Jeff Wilson, Mourning the Unborn Dead: A Buddhist Ritual Comes to America. New York, Oxford University Press, 2009, viii + 260 pp., $35
(cloth), ISBN 978 0 19 537193 2.

This is a study of mizuko kuyo, the contemporary Japanese rite performed on behalf of ‘water babies’ - aborted children/beings - by some Buddhist
temples, as this rite is brought to America, performed and adapted here. The ritual has been a source of controversy in Japan, but Wilson’s story is a
very different one. Here, it has been used as fuel for both sides in the American abortion controversy. Much more interestingly, it has become a
resource of healing for both American Buddhists and non-Buddhists. It is also one mark of the renewal of interest in ritual and specific Bodhisattvas
among the former. The book is an excellent contribution to the study of Buddhism in America, and it is also relevant and important to other academic
discussions, most notably the re-discovering and reshaping of mourning in America.

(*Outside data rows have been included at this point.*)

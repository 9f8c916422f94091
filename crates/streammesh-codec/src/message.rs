use streammesh_types::{Alias, ServiceKey, StreamState, StreamStateTransition, Subject};

/// A correlation id attached to a `Signal` so its ack can be matched back up.
pub type CorrelationId = u64;

/// One record of the binary dialect. Every variant round-trips through
/// [`crate::encode`]/[`crate::decode_all`] unchanged.
#[derive(Debug, Clone, PartialEq)]
pub enum DialectMessage {
    /// C→S: register `alias` to stand in for `subject` on this connection.
    Alias { alias: Alias, subject: Subject },
    /// C→S: open a subscription for an already-registered alias.
    OpenSubscription {
        alias: Alias,
        priority_key: Option<String>,
        aggregation_interval_ms: u32,
    },
    /// C→S: close a previously opened subscription.
    CloseSubscription { alias: Alias },
    /// C→S: request a full snapshot be redelivered for this alias.
    ResetSubscription { alias: Alias },
    /// C→S: fire-and-forget (optionally acked) RPC targeting a subject.
    Signal {
        subject: Subject,
        payload: Vec<u8>,
        expire_at_millis: u64,
        ordering_group: Option<String>,
        correlation_id: Option<CorrelationId>,
    },
    /// Either direction: liveness probe.
    Ping { id: u64 },
    /// Either direction: liveness reply, must echo the `Ping`'s id.
    Pong { id: u64 },
    /// S→C: full-state snapshot for `alias`.
    StreamStateUpdate { alias: Alias, state: StreamState },
    /// S→C: incremental delta for `alias`.
    StreamStateTransitionUpdate {
        alias: Alias,
        transition: StreamStateTransition,
    },
    /// S→C: the producer closed the stream backing `alias`.
    SubscriptionClosed { alias: Alias },
    /// S→C: no binding currently exists for `service`.
    ServiceNotAvailable { service: ServiceKey },
    /// S→C: the producer rejected the request for `alias`.
    InvalidRequest { alias: Alias },
    /// S→C: a `Signal` was accepted.
    SignalAckOk {
        correlation_id: CorrelationId,
        payload: Option<Vec<u8>>,
    },
    /// S→C: a `Signal` was rejected.
    SignalAckFailed {
        correlation_id: CorrelationId,
        payload: Option<Vec<u8>>,
    },
}

impl DialectMessage {
    pub(crate) fn kind_tag(&self) -> u8 {
        match self {
            DialectMessage::Alias { .. } => 0,
            DialectMessage::OpenSubscription { .. } => 1,
            DialectMessage::CloseSubscription { .. } => 2,
            DialectMessage::ResetSubscription { .. } => 3,
            DialectMessage::Signal { .. } => 4,
            DialectMessage::Ping { .. } => 5,
            DialectMessage::Pong { .. } => 6,
            DialectMessage::StreamStateUpdate { .. } => 7,
            DialectMessage::StreamStateTransitionUpdate { .. } => 8,
            DialectMessage::SubscriptionClosed { .. } => 9,
            DialectMessage::ServiceNotAvailable { .. } => 10,
            DialectMessage::InvalidRequest { .. } => 11,
            DialectMessage::SignalAckOk { .. } => 12,
            DialectMessage::SignalAckFailed { .. } => 13,
        }
    }
}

Mizuko kuyo is one of several relatively new religious rituals from postwar Japan. It became popular after 1946, when abortion was legalized
there, and is aimed to placate and protect the mizuko, or ‘water baby’, who is seen as having been wreaking revenge on its family. Almost all family
troubles can be attributed to the unquiet mizuko. The rite asks Jizo, the Bodhisattva of children, to protect the mizuko, saving this poor in-between
being from the dry riverbed hell in which it is now abandoned. The Japanese family purchases a statue ofJizo - who resembles both a monk and a child
- and dresses him with a bib, cap and other adornments suitable to a very young child. The controversy in Japan is focused around the concept of
‘revenge’ and whether this is truly a Buddhist idea, as well as questions about the mercenary motives of the temples that do well in performing these
rites.
But what happens when this ritual is brought to America? Who imports it, how, and why? It is these questions that Wilson’s fascinating study
answers, although some background information about the ritual’s Japanese history and meanings is provided. The first and most straightforward
section deals with how Japanese-American Buddhist communities - often called ‘churches’ as a legacy of an era when immigrant faiths tried to adapt
to American Christian patterns - do and do not celebrate mizuko kuyo. Because most of their members are descen- dents of immigrants who came
here long before the ritual developed in Japan, there is no firm pattern of inherited practice. However, certain new Japanese residents (such as
students) want the rite performed, and some temples have accommodated this. It is clearly not a big business for these quiet and small-scale religious
communities. Wilson, like many others who write about American Buddhism, must decide which terms to use in acknowledging the basic division
between these groups and ‘convert’ Buddhism, with which the next part of the book deals.